In a press conference at 8:00 a.m. on January 11, Todd Hopkins from the Unified IC CAL FIRE Incident Management Team said that the fire was at 11 percent containment and had grown by 1000 acre overnight. He also said 105,000 people had evacuated as 426 homes were destroyed. That same day, the fire began to march towards Mandeville Canyon, new evacuation orders were made for the Tarzana and Encino neighborhoods, with evacuation warnings extending to south of Ventura Boulevard in Encino and western parts of Bel Air. At least one home in Mandeville Canyon had burned. A CAL FIRE status report at 9:39 a.m. said the fire had grown to 22660 acre; by 4:37 p.m. it had grown to 23654 acre. The DMEC said that the death toll of all fires had risen to 16: five in the Palisades Fire and 11 in the Eaton Fire. Doug Stewart, the mayor of Malibu, said one third of the city had been lost, adding that homes along the Pacific Coast Highway and the Big Rock neighborhood were 'gone'.

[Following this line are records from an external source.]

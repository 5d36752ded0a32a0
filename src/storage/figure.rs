//! Minimal SVG rendering for evaluation plots.

use std::fmt::Write as _;

const WIDTH: f64 = 480.0;
const HEIGHT: f64 = 480.0;
const MARGIN: f64 = 48.0;

/// A rendered figure.
#[derive(Debug, Clone, PartialEq)]
pub struct Figure {
    title: String,
    svg: String,
}

impl Figure {
    pub fn title(&self) -> &str {
        &self.title
    }

    pub fn svg(&self) -> &str {
        &self.svg
    }

    /// Scatter plot of predictions against actual values, one colour per
    /// series, with the identity line drawn for reference.
    pub fn predicted_vs_actual(title: &str, series: &[(&str, &[f64], &[f64])]) -> Self {
        const COLOURS: [&str; 4] = ["#1f77b4", "#ff7f0e", "#2ca02c", "#d62728"];

        let values = series
            .iter()
            .flat_map(|(_, actual, predicted)| actual.iter().chain(predicted.iter()))
            .copied()
            .filter(|v| v.is_finite());
        let (lo, hi) = values.fold((f64::INFINITY, f64::NEG_INFINITY), |(lo, hi), v| {
            (lo.min(v), hi.max(v))
        });
        let (lo, hi) = if lo.is_finite() && hi > lo {
            (lo, hi)
        } else if lo.is_finite() {
            (lo - 1.0, lo + 1.0)
        } else {
            (0.0, 1.0)
        };

        let span = WIDTH - 2.0 * MARGIN;
        let sx = |v: f64| MARGIN + (v - lo) / (hi - lo) * span;
        let sy = |v: f64| HEIGHT - MARGIN - (v - lo) / (hi - lo) * span;

        let mut svg = String::new();
        let _ = writeln!(
            svg,
            r#"<svg xmlns="http://www.w3.org/2000/svg" width="{WIDTH}" height="{HEIGHT}" viewBox="0 0 {WIDTH} {HEIGHT}">"#
        );
        let _ = writeln!(
            svg,
            r#"<text x="{}" y="24" text-anchor="middle" font-size="14">{}</text>"#,
            WIDTH / 2.0,
            escape(title)
        );
        let _ = writeln!(
            svg,
            r##"<line x1="{:.2}" y1="{:.2}" x2="{:.2}" y2="{:.2}" stroke="#999" stroke-dasharray="4"/>"##,
            sx(lo),
            sy(lo),
            sx(hi),
            sy(hi)
        );

        for (idx, (label, actual, predicted)) in series.iter().enumerate() {
            let colour = COLOURS[idx % COLOURS.len()];
            let _ = writeln!(svg, r#"<g fill="{colour}" data-series="{}">"#, escape(label));
            for (a, p) in actual.iter().zip(predicted.iter()) {
                if a.is_finite() && p.is_finite() {
                    let _ = writeln!(
                        svg,
                        r#"<circle cx="{:.2}" cy="{:.2}" r="3"/>"#,
                        sx(*a),
                        sy(*p)
                    );
                }
            }
            let _ = writeln!(svg, "</g>");
            let _ = writeln!(
                svg,
                r#"<text x="{}" y="{}" fill="{colour}" font-size="12">{}</text>"#,
                WIDTH - MARGIN - 60.0,
                MARGIN + 16.0 * idx as f64,
                escape(label)
            );
        }
        let _ = writeln!(
            svg,
            r#"<text x="{}" y="{}" text-anchor="middle" font-size="12">actual</text>"#,
            WIDTH / 2.0,
            HEIGHT - 12.0
        );
        let _ = writeln!(svg, "</svg>");

        Self {
            title: title.to_string(),
            svg,
        }
    }
}

fn escape(text: &str) -> String {
    text.replace('&', "&amp;")
        .replace('<', "&lt;")
        .replace('>', "&gt;")
        .replace('"', "&quot;")
}

#[cfg(test)]
mod tests {
    use super::*;

    #[test]
    fn test_scatter_has_one_circle_per_finite_point() {
        let actual = [1.0, 2.0, f64::NAN];
        let predicted = [1.5, 2.5, 3.0];
        let test_actual = [4.0];
        let test_predicted = [3.5];
        let figure = Figure::predicted_vs_actual(
            "Predicted vs actual",
            &[("train", &actual, &predicted), ("test", &test_actual, &test_predicted)],
        );

        assert!(figure.svg().starts_with("<svg"));
        assert!(figure.svg().trim_end().ends_with("</svg>"));
        assert_eq!(figure.svg().matches("<circle").count(), 3);
        assert_eq!(figure.title(), "Predicted vs actual");
    }

    #[test]
    fn test_title_is_escaped() {
        let figure = Figure::predicted_vs_actual("a < b & c", &[]);
        assert!(figure.svg().contains("a &lt; b &amp; c"));
    }
}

On January 12, a CAL FIRE status report at 6:33 a.m. said the fire had grown to 23707 acre. At 8:00 a.m., city officials held a press conference, where Crowley said 4,720 personnel were assigned to the blaze; Luna said that during a search of 364 properties three dead people were found and four people had been arrested for looting. A status report at 11:13 a.m. said the fire was at 23713 acre; after that the fire's growth ceased. At 5:00 p.m., the DMEC released an update stating that the death toll of all fires had risen to 24, eight of which were in the Palisades area. One of them died in hospital after succumbing to their injuries.

By January 14, the death toll for the Palisades Fire had risen to nine, with a total of 25 deaths across the Palisades and Eaton fires. On January 16, the death toll rose to 10.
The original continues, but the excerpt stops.